For one thing, they’d been stealing Wallace blind. I told them to keep on

buying. I told them that if anyone came around to check, to refer them

straight to me. I told them to keep their mouths shut and not change

anything.”

“You don’t want anyone to scare him off,” said Hardwicke.

“You’re damned right, I don’t. I want the mailman to keep on acting as

a delivery boy and the New York firm to keep on buying gems. I want

everything to stay just the way it is. And before you ask me where the

stones come from, I’ll tell you I don’t know.”

“He maybe has a mine.”

“That would be quite a mine. Diamonds and rubies and emeralds, all out

of the same mine.”

“I would suspect, even at the prices that he gets from them, he picks

up a fair income.”

Lewis noped. “Apparently he only sends a shipment in when he runs out

of cash. He wouldn’t need too much. He lives rather simply, to judge from

the grub he buys. But he subscribes to a lot of daily papers and news

magazines and to dozens of scientific journals. He buys a lot of books.”

“Technical books?”

“Some of them, of course, but mostly keeping up with new developments.
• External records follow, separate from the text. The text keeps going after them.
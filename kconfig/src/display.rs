//! Text renderings of expressions, definitions and values.
//!
//! Definitions are printed in Kconfig syntax with inherited dependencies
//! stripped from properties, so they read like the source they came from.
//! Dependency loop reports are built from these.

use crate::{
    Kconfig,
    expr::{BinOp, ChoiceId, Expr, ExprRef, Item, SymbolId},
    menu::{MenuItem, NodeId},
    tristate::{SymbolType, Tristate},
    util::escape,
};

impl Kconfig {
    /// `NAME`, `"const"` or `<choice NAME>`.
    pub fn item_str(&self, item: Item) -> String {
        match item {
            Item::Sym(s) => {
                let sym = &self.syms[s.0];
                if sym.is_constant && !matches!(sym.name.as_str(), "n" | "m" | "y") {
                    format!("\"{}\"", escape(&sym.name))
                } else {
                    sym.name.clone()
                }
            }
            Item::Choice(c) => match &self.choices[c.0].name {
                Some(name) => format!("<choice {name}>"),
                None => "<choice>".to_string(),
            },
        }
    }

    /// Name plus definition locations, as used in warnings:
    /// `FOO (defined at Kconfig:3, Kconfig:10)` or `FOO (undefined)`.
    pub fn name_and_loc(&self, item: Item) -> String {
        let name = self.item_str(item);
        let nodes = self.item_nodes(item);
        if nodes.is_empty() {
            return format!("{name} (undefined)");
        }
        let locs: Vec<String> = nodes
            .iter()
            .map(|n| {
                let node = &self.nodes[n.0];
                format!("{}:{}", node.filename, node.linenr)
            })
            .collect();
        format!("{name} (defined at {})", locs.join(", "))
    }

    /// Renders an expression in Kconfig syntax.
    ///
    /// `||` operands of `&&` are parenthesized and vice versa, so
    /// `A && B || C` prints as `(A && B) || C`.
    pub fn expr_str(&self, expr: &Expr) -> String {
        match expr {
            Expr::Sym(s) => self.item_str(Item::Sym(*s)),
            Expr::Choice(c) => self.item_str(Item::Choice(*c)),
            Expr::And(a, b) => format!(
                "{} && {}",
                self.parenthesize(a, BinOp::Or),
                self.parenthesize(b, BinOp::Or)
            ),
            Expr::Or(a, b) => format!(
                "{} || {}",
                self.parenthesize(a, BinOp::And),
                self.parenthesize(b, BinOp::And)
            ),
            Expr::Not(a) => {
                if a.is_compound() {
                    format!("!({})", self.expr_str(a))
                } else {
                    format!("!{}", self.expr_str(a))
                }
            }
            Expr::Rel(op, a, b) => format!(
                "{} {} {}",
                self.item_str(Item::Sym(*a)),
                op,
                self.item_str(Item::Sym(*b))
            ),
        }
    }

    fn parenthesize(&self, expr: &Expr, op: BinOp) -> String {
        let matches = matches!(
            (expr, op),
            (Expr::And(..), BinOp::And) | (Expr::Or(..), BinOp::Or)
        );
        if matches {
            format!("({})", self.expr_str(expr))
        } else {
            self.expr_str(expr)
        }
    }

    /// Definition of the item at `node` in Kconfig syntax.
    pub fn node_str(&self, node: NodeId) -> String {
        let n = &self.nodes[node.0];
        match n.item {
            MenuItem::Symbol(_) | MenuItem::Choice(_) => self.sym_choice_node_str(node),
            MenuItem::Menu | MenuItem::Comment => {
                let kind = if n.item == MenuItem::Menu { "menu" } else { "comment" };
                let mut s = format!("{kind} \"{}\"", escape(n.prompt_text().unwrap_or("")));
                if !n.dep.is_y() {
                    s.push_str(&format!("\n\tdepends on {}", self.expr_str(&n.dep)));
                }
                if n.item == MenuItem::Menu && !n.visibility.is_y() {
                    s.push_str(&format!("\n\tvisible if {}", self.expr_str(&n.visibility)));
                }
                s
            }
        }
    }

    fn sym_choice_node_str(&self, node: NodeId) -> String {
        let n = &self.nodes[node.0];
        let y = &self.y;
        let mut lines = Vec::new();
        let cond_suffix = |cond: &ExprRef| {
            if cond.is_y() {
                String::new()
            } else {
                format!(" if {}", self.expr_str(cond))
            }
        };

        let (orig_type, sym) = match n.item {
            MenuItem::Symbol(s) => {
                let kw = if n.is_menuconfig { "menuconfig" } else { "config" };
                lines.push(format!("{kw} {}", self.syms[s.0].name));
                (self.syms[s.0].orig_type, Some(s))
            }
            MenuItem::Choice(c) => {
                let choice = &self.choices[c.0];
                lines.push(match &choice.name {
                    Some(name) => format!("choice {name}"),
                    None => "choice".to_string(),
                });
                (choice.orig_type, None)
            }
            _ => return String::new(),
        };

        match n.orig_prompt(y) {
            Some((text, cond)) => {
                let prefix = if orig_type == SymbolType::Unknown {
                    "prompt"
                } else {
                    orig_type.as_str()
                };
                lines.push(format!("\t{prefix} \"{}\"{}", escape(&text), cond_suffix(&cond)));
            }
            None if orig_type != SymbolType::Unknown => lines.push(format!("\t{orig_type}")),
            None => {}
        }

        if let Some(s) = sym {
            let symbol = &self.syms[s.0];
            if symbol.is_allnoconfig_y {
                lines.push("\toption allnoconfig_y".to_string());
            }
            if self.defconfig_list == Some(s) {
                lines.push("\toption defconfig_list".to_string());
            }
            if let Some(env) = &symbol.env_var {
                lines.push(format!("\toption env=\"{env}\""));
            }
            if self.modules == s {
                lines.push("\toption modules".to_string());
            }
            if symbol.is_transitional {
                lines.push("\ttransitional".to_string());
            }
            for (low, high, cond) in n.orig_ranges(y) {
                lines.push(format!(
                    "\trange {} {}{}",
                    self.item_str(Item::Sym(low)),
                    self.item_str(Item::Sym(high)),
                    cond_suffix(&cond)
                ));
            }
        }

        for (value, cond) in n.orig_defaults(y) {
            lines.push(format!("\tdefault {}{}", self.expr_str(&value), cond_suffix(&cond)));
        }

        if let MenuItem::Choice(c) = n.item {
            if self.choices[c.0].is_optional {
                lines.push("\toptional".to_string());
            }
        }

        if sym.is_some() {
            for (target, cond) in n.orig_selects(y) {
                lines.push(format!(
                    "\tselect {}{}",
                    self.item_str(Item::Sym(target)),
                    cond_suffix(&cond)
                ));
            }
            for (target, cond) in n.orig_implies(y) {
                lines.push(format!(
                    "\timply {}{}",
                    self.item_str(Item::Sym(target)),
                    cond_suffix(&cond)
                ));
            }
        }

        if !n.dep.is_y() {
            lines.push(format!("\tdepends on {}", self.expr_str(&n.dep)));
        }

        if let Some(help) = &n.help {
            lines.push("\thelp".to_string());
            for l in help.lines() {
                lines.push(format!("\t  {l}"));
            }
        }

        lines.join("\n")
    }

    /// Every definition of a symbol or choice, separated by blank lines.
    pub fn item_definition(&self, item: Item) -> String {
        self.item_nodes(item)
            .iter()
            .map(|n| self.node_str(*n))
            .collect::<Vec<_>>()
            .join("\n\n")
    }

    /// One-line debug summary of a symbol, e.g.
    /// `<symbol FOO, bool, "Prompt", value y, visibility y, direct deps y, Kconfig:3>`.
    pub fn sym_repr(&self, id: SymbolId) -> String {
        let sym = &self.syms[id.0];
        let mut fields = vec![format!("symbol {}", sym.name), self.sym_type(id).to_string()];
        for node in &sym.nodes {
            if let Some(text) = self.nodes[node.0].prompt_text() {
                fields.push(format!("\"{text}\""));
            }
        }

        let quote = !sym.orig_type.is_bool_or_tristate();
        let value = self.str_value(id);
        fields.push(if quote {
            format!("value \"{value}\"")
        } else {
            format!("value {value}")
        });

        if !sym.is_constant {
            if let Some(user) = &sym.user_value {
                fields.push(if quote {
                    format!("user value \"{}\"", user.as_str())
                } else {
                    format!("user value {}", user.as_str())
                });
            }
            fields.push(format!("visibility {}", self.visibility(id)));
            if sym.choice.is_some() {
                fields.push("choice symbol".to_string());
            }
            if sym.is_allnoconfig_y {
                fields.push("allnoconfig_y".to_string());
            }
            if self.defconfig_list == Some(id) {
                fields.push("is the defconfig_list symbol".to_string());
            }
            if let Some(env) = &sym.env_var {
                fields.push(format!("from environment variable {env}"));
            }
            if self.modules == id {
                fields.push("is the modules symbol".to_string());
            }
            if sym.is_transitional {
                fields.push("transitional".to_string());
            }
            fields.push(format!("direct deps {}", self.eval(&sym.direct_dep)));
        }

        if sym.nodes.is_empty() {
            fields.push(if sym.is_constant { "constant" } else { "undefined" }.to_string());
        } else {
            for node in &sym.nodes {
                let n = &self.nodes[node.0];
                fields.push(format!("{}:{}", n.filename, n.linenr));
            }
        }
        format!("<{}>", fields.join(", "))
    }

    /// One-line debug summary of a choice.
    pub fn choice_repr(&self, id: ChoiceId) -> String {
        let choice = &self.choices[id.0];
        let mut fields = vec![
            match &choice.name {
                Some(name) => format!("choice {name}"),
                None => "choice".to_string(),
            },
            self.choice_type(id).to_string(),
        ];
        for node in &choice.nodes {
            if let Some(text) = self.nodes[node.0].prompt_text() {
                fields.push(format!("\"{text}\""));
            }
        }
        let mode = self.choice_tri_value(id);
        fields.push(format!("mode {mode}"));
        if let Some(user) = choice.user_value {
            fields.push(format!("user mode {user}"));
        }
        let selection = self.choice_selection(id);
        if mode == Tristate::Y {
            if let Some(sel) = selection {
                fields.push(format!("{} selected", self.syms[sel.0].name));
            }
        }
        if let Some(user_sel) = choice.user_selection {
            let mut s = format!("{} selected by user", self.syms[user_sel.0].name);
            if selection != Some(user_sel) {
                s.push_str(" (overridden)");
            }
            fields.push(s);
        }
        fields.push(format!("visibility {}", self.choice_visibility(id)));
        if choice.is_optional {
            fields.push("optional".to_string());
        }
        for node in &choice.nodes {
            let n = &self.nodes[node.0];
            fields.push(format!("{}:{}", n.filename, n.linenr));
        }
        format!("<{}>", fields.join(", "))
    }

    /// One-line debug summary of a menu node.
    pub fn node_repr(&self, node: NodeId) -> String {
        let n = &self.nodes[node.0];
        let mut fields = vec![match n.item {
            MenuItem::Symbol(s) => format!("menu node for symbol {}", self.syms[s.0].name),
            MenuItem::Choice(c) => format!("menu node for {}", self.item_str(Item::Choice(c))),
            MenuItem::Menu => "menu node for menu".to_string(),
            MenuItem::Comment => "menu node for comment".to_string(),
        }];
        if let Some((text, cond)) = &n.prompt {
            fields.push(format!("prompt \"{text}\" (visibility {})", self.eval(cond)));
        }
        if n.is_menuconfig {
            fields.push("is menuconfig".to_string());
        }
        fields.push(format!("deps {}", self.eval(&n.dep)));
        if n.item == MenuItem::Menu {
            fields.push(format!("'visible if' deps {}", self.eval(&n.visibility)));
        }
        if n.help.is_some() {
            fields.push("has help".to_string());
        }
        if n.list.is_some() {
            fields.push("has child".to_string());
        }
        if n.next.is_some() {
            fields.push("has next".to_string());
        }
        fields.push(format!("{}:{}", n.filename, n.linenr));
        format!("<{}>", fields.join(", "))
    }
}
Physics and chemistry and biology-all that sort of stuff.”

“But I don’t …”

“Of course you don’t. Neither do I. He’s no scientist. Or at least he

has no formal education in the sciences. Back in the days when he went to

school there wasn’t much of it-not in the sense of today’s scientific

education. And whatever he learned then would be fairly worthless now in any

event. He went through grade school-one of those one-room country

schools-and spent one winter at what was called an academy that operated for

a year or two down in Millville village. In case you don’t know, that was

considerably better than par back in the 1850s. He was, apparently, a fairly

bright young man.”

Hardwicke shook his head. “It sounds incredible. You’ve checked on all

of this?”

“As well as I could. I had to go at it gingerly. I wanted no one to

catch on. And one thing I forgot-he does a lot of writing. He buys these

big, bound record books, in lots of a dozen at the time. He buys ink by the

pint.”

Hardwicke got up from his desk and paced up and down the room.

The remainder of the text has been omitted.